# PROBLEM TO SOLVE
Please transcribe the data that follows exactly, from its first line through the line that contains "pub fn motor_outputs(pins: [u8;".

(Saved data entries)
***

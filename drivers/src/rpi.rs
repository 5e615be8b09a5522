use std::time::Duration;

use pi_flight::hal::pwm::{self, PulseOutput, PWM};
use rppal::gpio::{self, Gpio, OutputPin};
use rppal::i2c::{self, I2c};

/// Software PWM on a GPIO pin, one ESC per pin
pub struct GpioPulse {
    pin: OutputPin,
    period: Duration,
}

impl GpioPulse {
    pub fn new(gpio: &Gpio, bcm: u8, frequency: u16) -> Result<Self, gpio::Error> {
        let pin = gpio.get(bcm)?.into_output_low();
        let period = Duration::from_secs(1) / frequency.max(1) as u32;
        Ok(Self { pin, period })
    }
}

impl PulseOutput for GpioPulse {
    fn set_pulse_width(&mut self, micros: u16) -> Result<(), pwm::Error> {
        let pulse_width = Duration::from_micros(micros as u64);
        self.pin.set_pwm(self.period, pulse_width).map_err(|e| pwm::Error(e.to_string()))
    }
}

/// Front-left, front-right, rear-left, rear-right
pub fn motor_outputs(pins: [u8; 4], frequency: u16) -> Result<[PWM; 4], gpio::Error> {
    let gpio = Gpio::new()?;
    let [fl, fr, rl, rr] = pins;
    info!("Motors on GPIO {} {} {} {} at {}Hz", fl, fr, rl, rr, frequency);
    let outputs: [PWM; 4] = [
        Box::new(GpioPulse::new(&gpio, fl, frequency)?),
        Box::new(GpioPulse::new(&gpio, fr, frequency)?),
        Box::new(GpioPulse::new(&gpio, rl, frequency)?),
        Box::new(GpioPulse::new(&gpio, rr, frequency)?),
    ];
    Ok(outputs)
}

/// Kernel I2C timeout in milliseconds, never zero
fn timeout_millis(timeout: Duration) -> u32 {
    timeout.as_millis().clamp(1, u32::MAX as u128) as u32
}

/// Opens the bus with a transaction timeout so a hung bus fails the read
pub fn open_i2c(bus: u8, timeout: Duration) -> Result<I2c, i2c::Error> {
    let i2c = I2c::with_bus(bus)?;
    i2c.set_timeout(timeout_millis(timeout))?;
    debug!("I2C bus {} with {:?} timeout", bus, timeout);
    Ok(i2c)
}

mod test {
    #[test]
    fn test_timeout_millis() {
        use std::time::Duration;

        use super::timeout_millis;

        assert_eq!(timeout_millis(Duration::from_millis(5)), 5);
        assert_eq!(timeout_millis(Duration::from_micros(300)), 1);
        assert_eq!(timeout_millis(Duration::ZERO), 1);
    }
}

***

# EXERCISE OUTPUT
filename drivers/src/rpi.rs
repository 5e615be8b09a5522
use std::time::Duration;

use pi_flight::hal::pwm::{self, PulseOutput, PWM};
use rppal::gpio::{self, Gpio, OutputPin};
use rppal::i2c::{self, I2c};

/// Software PWM on a GPIO pin, one ESC per pin
pub struct GpioPulse {
    pin: OutputPin,
    period: Duration,
}

impl GpioPulse {
    pub fn new(gpio: &Gpio, bcm: u8, frequency: u16) -> Result<Self, gpio::Error> {
        let pin = gpio.get(bcm)?.into_output_low();
        let period = Duration::from_secs(1) / frequency.max(1) as u32;
        Ok(Self { pin, period })
    }
}

impl PulseOutput for GpioPulse {
    fn set_pulse_width(&mut self, micros: u16) -> Result<(), pwm::Error> {
        let pulse_width = Duration::from_micros(micros as u64);
        self.pin.set_pwm(self.period, pulse_width).map_err(|e| pwm::Error(e.to_string()))
    }
}

/// Front-left, front-right, rear-left, rear-right
pub fn motor_outputs(pins: [u8; 4], frequency: u16) -> Result<[PWM; 4], gpio::Error> {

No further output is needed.